Pelchem is a speciality (hydrogen fluoride) chemical producer, and has never been profitable. Although the losses it suffers are not directly reflected in Necsa’s own financial statements, Pelchem cannot pay for the services rendered to it by Necsa. The Necsa board concluded that, with the ending of plans to re-create a local nuclear fuel cycle, there was no longer a strategic need to maintain Pelchem. Turning it into a viable commercial business would require the investment of some R60-million in modernising its plants, and it would face international competition, including from China.

While Necsa should maintain its fluorine chemistry capability, this could be achieved by transferring some of Pelchem’s facilities to the proposed R&TD division. The rest of Pelchem might have had to be closed (and subject to decontamination and decommissioning – D&D – funded from the State’s D&D grant).

Necsa division Pelindaba Enterprises was to have played an important role in the proposed nuclear new-build programme, and Nuclear Manufacturing is one of its business units. The others are Business Development, Industrial Manufacturing (mainly machining of components), Flosep (making two products – Drykeep, which extracts moisture from oil in transformers, and air filters) and Project Consulting Services.

The document shows that Pelindaba Enterprises made a loss every year from 2011 to 2018. Nuclear Manufacturing sold more than half its output to just one customer, in the form of Eskom, and had only a limited order book after 2019/20. Industrial Manufacturing had no order book at all, and the services it rendered to Necsa could be outsourced.

As for Flosep, the board stated that its customer base was shrinking, it needed a R2-million capital investment, it faced strong competition and it used existing technology, while Necsa now had limited expertise in these technologies. The board proposed that Industrial Manufacturing and Flosep be closed and that Nuclear Manufacturing be sold (whether partly or wholly, the document does not say).
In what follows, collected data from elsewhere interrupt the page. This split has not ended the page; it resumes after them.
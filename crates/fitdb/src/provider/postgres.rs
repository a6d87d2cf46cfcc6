//! Postgres provider backed by a deadpool pool.

use super::{DatabaseProvider, PoolStatus, PooledClient};
use crate::client::{GenericClient, QueryResult};
use crate::config::{DatabaseConfig, Engine};
use crate::error::{DbError, DbResult};
use crate::pool::ManagedPool;
use crate::qb::{DeleteQuery, InsertQuery, QueryBuilder, SelectQuery, UpdateQuery};
use crate::sql::Dialect;
use crate::value::Value;
use async_trait::async_trait;
use deadpool_postgres::Pool;
use std::sync::{PoisonError, RwLock};
use tokio::sync::Mutex;
use tokio_postgres::Row;
use tracing::{debug, info};

/// Postgres [`DatabaseProvider`].
///
/// Constructed disconnected. `connect` and `disconnect` are serialized, so concurrent
/// connects build exactly one pool.
#[derive(Debug, Default)]
pub struct PgProvider {
    lifecycle: Mutex<()>,
    pool: RwLock<Option<ManagedPool>>,
}

impl PgProvider {
    pub fn new() -> Self {
        Self::default()
    }

    fn current_pool(&self) -> DbResult<Pool> {
        let guard = self.pool.read().unwrap_or_else(PoisonError::into_inner);
        guard
            .as_ref()
            .map(|managed| managed.pool().clone())
            .ok_or_else(|| DbError::connection("postgres provider is not connected"))
    }

    async fn client(&self) -> DbResult<PooledClient> {
        let pool = self.current_pool()?;
        Ok(pool.get().await?)
    }

    async fn execute(&self, query: &impl QueryBuilder) -> DbResult<QueryResult> {
        query.validate()?;
        let client = self.client().await?;
        query.run(&client).await
    }
}

#[async_trait]
impl DatabaseProvider for PgProvider {
    fn engine(&self) -> Engine {
        Engine::Postgres
    }

    fn dialect(&self) -> Dialect {
        Dialect::Postgres
    }

    fn is_connected(&self) -> bool {
        self.pool
            .read()
            .unwrap_or_else(PoisonError::into_inner)
            .is_some()
    }

    fn status(&self) -> Option<PoolStatus> {
        self.pool
            .read()
            .unwrap_or_else(PoisonError::into_inner)
            .as_ref()
            .map(|managed| managed.status().into())
    }

    async fn connect(&self, config: &DatabaseConfig) -> DbResult<()> {
        let _lifecycle = self.lifecycle.lock().await;
        if self.is_connected() {
            debug!(host = %config.host, database = %config.database, "already connected");
            return Ok(());
        }

        let managed = ManagedPool::open(config).await?;
        info!(
            host = %config.host,
            port = config.port,
            database = %config.database,
            pool_max = config.pool.max,
            "connected to postgres"
        );
        *self.pool.write().unwrap_or_else(PoisonError::into_inner) = Some(managed);
        Ok(())
    }

    async fn disconnect(&self) -> DbResult<()> {
        let _lifecycle = self.lifecycle.lock().await;
        let managed = self
            .pool
            .write()
            .unwrap_or_else(PoisonError::into_inner)
            .take();
        if let Some(managed) = managed {
            managed.close();
            info!("disconnected from postgres");
        }
        Ok(())
    }

    async fn select(&self, query: &SelectQuery) -> DbResult<Vec<Row>> {
        Ok(self.execute(query).await?.rows)
    }

    async fn insert(&self, query: &InsertQuery) -> DbResult<QueryResult> {
        self.execute(query).await
    }

    async fn update(&self, query: &UpdateQuery) -> DbResult<QueryResult> {
        self.execute(query).await
    }

    async fn delete(&self, query: &DeleteQuery) -> DbResult<QueryResult> {
        self.execute(query).await
    }

    async fn query(&self, sql: &str, values: &[Value]) -> DbResult<QueryResult> {
        let client = self.client().await?;
        client.query_values(sql, values).await
    }

    async fn connection(&self) -> DbResult<PooledClient> {
        self.client().await
    }
}

#[cfg(test)]
mod tests {
    use super::*;
    use crate::condition::eq;
    use crate::value::Record;

    #[tokio::test]
    async fn disconnect_without_connect_is_noop() {
        let provider = PgProvider::new();
        provider.disconnect().await.unwrap();
        provider.disconnect().await.unwrap();
        assert!(!provider.is_connected());
    }

    #[tokio::test]
    async fn statements_fail_with_connection_error_when_disconnected() {
        let provider = PgProvider::new();

        let err = provider
            .select(&SelectQuery::new("users").filter(eq("id", 1)))
            .await
            .unwrap_err();
        assert!(err.is_connection(), "{err}");

        let err = provider.query("select 1", &[]).await.unwrap_err();
        assert!(err.is_connection(), "{err}");

        assert!(provider.connection().await.unwrap_err().is_connection());
    }

    #[tokio::test]
    async fn validation_runs_before_pool_access() {
        let provider = PgProvider::new();
        let err = provider
            .update(&UpdateQuery::new("users", Record::new(), eq("id", 1)))
            .await
            .unwrap_err();
        assert!(matches!(err, DbError::Validation(_)));
    }

    #[tokio::test]
    async fn failed_connect_leaves_provider_disconnected() {
        let config = DatabaseConfig::new("127.0.0.1", 1, "u", "p", "d").with_pool(
            crate::config::PoolConfig {
                connection_timeout_ms: 200,
                ..Default::default()
            },
        );
        let provider = PgProvider::new();
        let err = provider.connect(&config).await.unwrap_err();
        assert!(err.is_connection(), "{err}");
        assert!(!provider.is_connected());
        assert!(provider.status().is_none());
    }
}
Overall, Necsa should sell or close Pelindaba Enterprises.

Should the restructuring, as outlined in the document, have gone ahead, the resulting Necsa would have comprised a head office, a Nuclear Research and Technology Institute (NRTI, including the Safari-1 reactor), Nuclear Liabilities Management (NLM – responsible for waste and for D&D activities), the CFO division, the COO division (including the legal, human resources, communications and knowledge management departments) and Nuclear Site Services (including infrastructure, utilities, security, licensing and safeguards). The subsidiary company, NTP Radioisotopes, would have been retained.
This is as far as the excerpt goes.